Collected data
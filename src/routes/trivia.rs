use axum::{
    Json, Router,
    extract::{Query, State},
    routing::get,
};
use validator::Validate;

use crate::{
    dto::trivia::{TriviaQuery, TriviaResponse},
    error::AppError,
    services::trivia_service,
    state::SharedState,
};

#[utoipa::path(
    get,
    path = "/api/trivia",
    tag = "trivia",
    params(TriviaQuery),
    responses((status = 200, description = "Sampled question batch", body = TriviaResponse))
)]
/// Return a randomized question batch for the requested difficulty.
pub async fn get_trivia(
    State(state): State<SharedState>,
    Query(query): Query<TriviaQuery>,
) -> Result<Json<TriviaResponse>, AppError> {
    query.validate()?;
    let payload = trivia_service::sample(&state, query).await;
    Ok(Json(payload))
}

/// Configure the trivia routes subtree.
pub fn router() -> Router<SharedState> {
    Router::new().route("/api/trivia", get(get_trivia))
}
...
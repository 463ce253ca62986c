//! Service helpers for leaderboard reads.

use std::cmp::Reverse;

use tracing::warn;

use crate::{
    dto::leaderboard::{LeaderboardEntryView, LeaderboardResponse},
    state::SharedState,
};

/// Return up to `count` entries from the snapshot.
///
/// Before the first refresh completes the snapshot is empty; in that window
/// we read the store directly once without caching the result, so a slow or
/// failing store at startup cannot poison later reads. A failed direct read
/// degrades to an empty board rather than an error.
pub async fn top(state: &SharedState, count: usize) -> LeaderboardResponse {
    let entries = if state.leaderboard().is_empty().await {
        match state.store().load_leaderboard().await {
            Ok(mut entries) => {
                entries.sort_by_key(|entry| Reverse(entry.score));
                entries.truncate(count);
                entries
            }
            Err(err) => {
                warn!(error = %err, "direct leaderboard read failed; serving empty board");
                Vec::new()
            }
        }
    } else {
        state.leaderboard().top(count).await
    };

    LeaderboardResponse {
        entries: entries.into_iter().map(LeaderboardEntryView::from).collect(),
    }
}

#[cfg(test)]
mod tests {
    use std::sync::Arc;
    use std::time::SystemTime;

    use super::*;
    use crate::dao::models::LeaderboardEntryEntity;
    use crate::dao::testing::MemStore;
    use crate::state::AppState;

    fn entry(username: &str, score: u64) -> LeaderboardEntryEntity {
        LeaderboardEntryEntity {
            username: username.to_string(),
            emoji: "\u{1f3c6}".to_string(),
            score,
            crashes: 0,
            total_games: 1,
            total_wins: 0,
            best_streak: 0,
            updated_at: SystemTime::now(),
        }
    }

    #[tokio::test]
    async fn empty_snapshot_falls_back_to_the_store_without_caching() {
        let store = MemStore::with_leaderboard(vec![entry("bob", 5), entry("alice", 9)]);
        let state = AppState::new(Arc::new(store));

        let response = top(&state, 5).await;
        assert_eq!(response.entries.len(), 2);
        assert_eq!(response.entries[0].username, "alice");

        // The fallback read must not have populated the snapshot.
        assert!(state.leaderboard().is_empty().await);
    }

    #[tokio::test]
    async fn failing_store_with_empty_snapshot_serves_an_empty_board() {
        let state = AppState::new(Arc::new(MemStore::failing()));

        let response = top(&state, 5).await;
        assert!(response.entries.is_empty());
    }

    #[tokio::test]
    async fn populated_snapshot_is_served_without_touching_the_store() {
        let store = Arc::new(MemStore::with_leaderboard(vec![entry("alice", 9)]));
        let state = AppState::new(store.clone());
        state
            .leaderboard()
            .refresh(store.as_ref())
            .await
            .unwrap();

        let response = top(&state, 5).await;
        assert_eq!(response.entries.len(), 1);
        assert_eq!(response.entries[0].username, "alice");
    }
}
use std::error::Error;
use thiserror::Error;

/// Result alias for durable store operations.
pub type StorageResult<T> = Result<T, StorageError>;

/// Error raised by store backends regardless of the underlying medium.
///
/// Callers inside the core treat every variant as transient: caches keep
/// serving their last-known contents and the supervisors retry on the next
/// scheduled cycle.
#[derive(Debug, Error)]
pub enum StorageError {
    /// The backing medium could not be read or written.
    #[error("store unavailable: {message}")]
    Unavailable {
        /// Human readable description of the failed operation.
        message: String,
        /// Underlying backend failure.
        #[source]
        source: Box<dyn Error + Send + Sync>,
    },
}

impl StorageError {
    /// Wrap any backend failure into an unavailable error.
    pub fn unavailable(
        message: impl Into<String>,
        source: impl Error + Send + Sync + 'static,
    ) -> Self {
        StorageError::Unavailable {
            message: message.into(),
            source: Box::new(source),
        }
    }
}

WORK INSTRUCTION
From the records above, return each line that includes "alice".

FINISHED EXERCISE
        let store = MemStore::with_leaderboard(vec![entry("bob", 5), entry("alice", 9)]);
        assert_eq!(response.entries[0].username, "alice");
        let store = Arc::new(MemStore::with_leaderboard(vec![entry("alice", 9)]));
        assert_eq!(response.entries[0].username, "alice");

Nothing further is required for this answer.